▶ **Task to complete**:
Find and copy each line of the data that includes "LookupService".
___ Data to process ___
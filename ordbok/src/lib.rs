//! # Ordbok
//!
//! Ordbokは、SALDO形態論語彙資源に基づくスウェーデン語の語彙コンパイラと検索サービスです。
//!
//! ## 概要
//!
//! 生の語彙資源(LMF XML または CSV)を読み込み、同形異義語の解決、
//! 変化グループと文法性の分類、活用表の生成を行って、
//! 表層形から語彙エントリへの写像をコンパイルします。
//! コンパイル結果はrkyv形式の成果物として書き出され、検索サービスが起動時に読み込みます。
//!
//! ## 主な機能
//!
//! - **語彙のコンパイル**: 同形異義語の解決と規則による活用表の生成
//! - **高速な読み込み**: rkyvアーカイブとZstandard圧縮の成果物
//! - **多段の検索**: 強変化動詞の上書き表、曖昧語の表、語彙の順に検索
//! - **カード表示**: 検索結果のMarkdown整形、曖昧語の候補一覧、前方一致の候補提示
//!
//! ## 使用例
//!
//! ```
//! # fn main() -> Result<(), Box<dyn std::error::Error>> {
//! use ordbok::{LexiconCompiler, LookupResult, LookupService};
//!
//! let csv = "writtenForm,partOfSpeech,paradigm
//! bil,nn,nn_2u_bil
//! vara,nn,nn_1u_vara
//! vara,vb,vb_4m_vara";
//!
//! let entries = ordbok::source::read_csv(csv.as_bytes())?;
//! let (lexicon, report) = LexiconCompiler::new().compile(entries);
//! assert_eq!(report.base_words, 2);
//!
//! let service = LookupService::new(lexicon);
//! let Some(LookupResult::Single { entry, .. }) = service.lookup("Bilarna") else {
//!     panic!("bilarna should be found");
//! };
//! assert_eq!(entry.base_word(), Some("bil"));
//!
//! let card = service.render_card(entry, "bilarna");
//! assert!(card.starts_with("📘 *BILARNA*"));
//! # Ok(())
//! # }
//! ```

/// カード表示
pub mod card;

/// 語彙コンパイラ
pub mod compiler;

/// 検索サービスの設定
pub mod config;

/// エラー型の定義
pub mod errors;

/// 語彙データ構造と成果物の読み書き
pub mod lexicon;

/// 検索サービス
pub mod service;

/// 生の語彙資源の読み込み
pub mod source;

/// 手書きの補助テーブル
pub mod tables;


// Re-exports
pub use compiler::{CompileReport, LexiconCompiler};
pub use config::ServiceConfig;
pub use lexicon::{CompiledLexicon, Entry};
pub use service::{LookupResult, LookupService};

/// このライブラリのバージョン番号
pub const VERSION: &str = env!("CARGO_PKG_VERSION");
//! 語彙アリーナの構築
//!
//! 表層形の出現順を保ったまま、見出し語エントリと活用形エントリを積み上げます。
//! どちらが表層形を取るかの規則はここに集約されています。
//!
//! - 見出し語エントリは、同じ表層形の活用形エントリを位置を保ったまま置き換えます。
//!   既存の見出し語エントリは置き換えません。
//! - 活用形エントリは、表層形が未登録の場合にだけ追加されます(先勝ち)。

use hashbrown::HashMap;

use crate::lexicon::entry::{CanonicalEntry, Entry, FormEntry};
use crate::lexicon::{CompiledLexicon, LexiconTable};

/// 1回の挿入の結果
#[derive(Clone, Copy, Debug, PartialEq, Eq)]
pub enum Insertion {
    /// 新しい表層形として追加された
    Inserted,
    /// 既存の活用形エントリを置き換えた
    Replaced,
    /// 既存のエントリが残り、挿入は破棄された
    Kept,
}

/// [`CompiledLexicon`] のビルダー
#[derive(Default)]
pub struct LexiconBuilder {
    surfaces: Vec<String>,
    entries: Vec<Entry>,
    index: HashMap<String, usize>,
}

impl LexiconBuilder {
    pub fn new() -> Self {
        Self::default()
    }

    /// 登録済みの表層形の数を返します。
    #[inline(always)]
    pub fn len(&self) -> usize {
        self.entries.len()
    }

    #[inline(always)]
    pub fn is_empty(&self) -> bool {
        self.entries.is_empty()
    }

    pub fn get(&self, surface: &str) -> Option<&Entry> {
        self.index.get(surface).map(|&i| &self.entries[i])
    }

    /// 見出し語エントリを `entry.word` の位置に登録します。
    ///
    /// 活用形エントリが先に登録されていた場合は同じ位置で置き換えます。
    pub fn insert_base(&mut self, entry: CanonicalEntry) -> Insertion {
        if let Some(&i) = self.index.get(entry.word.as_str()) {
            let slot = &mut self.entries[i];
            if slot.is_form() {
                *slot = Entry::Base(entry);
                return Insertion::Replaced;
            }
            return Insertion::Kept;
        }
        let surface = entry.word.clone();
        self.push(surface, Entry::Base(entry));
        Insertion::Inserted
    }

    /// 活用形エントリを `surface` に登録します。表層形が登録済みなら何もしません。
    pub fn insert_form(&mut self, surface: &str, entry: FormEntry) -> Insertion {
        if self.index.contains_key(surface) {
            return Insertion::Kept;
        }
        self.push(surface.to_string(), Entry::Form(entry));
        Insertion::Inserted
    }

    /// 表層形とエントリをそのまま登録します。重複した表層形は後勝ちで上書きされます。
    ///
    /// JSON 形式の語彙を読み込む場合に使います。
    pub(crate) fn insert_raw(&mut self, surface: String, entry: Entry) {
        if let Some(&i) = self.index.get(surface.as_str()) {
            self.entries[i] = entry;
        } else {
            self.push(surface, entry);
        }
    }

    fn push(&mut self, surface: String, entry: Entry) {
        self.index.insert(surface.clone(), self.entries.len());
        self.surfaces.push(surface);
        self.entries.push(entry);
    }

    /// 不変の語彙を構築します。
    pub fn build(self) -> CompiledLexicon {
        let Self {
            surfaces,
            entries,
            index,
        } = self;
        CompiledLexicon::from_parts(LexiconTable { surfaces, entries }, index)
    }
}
___
▶ **Exercise output**:
//! use ordbok::{LexiconCompiler, LookupResult, LookupService};
//! let service = LookupService::new(lexicon);
pub use service::{LookupResult, LookupService};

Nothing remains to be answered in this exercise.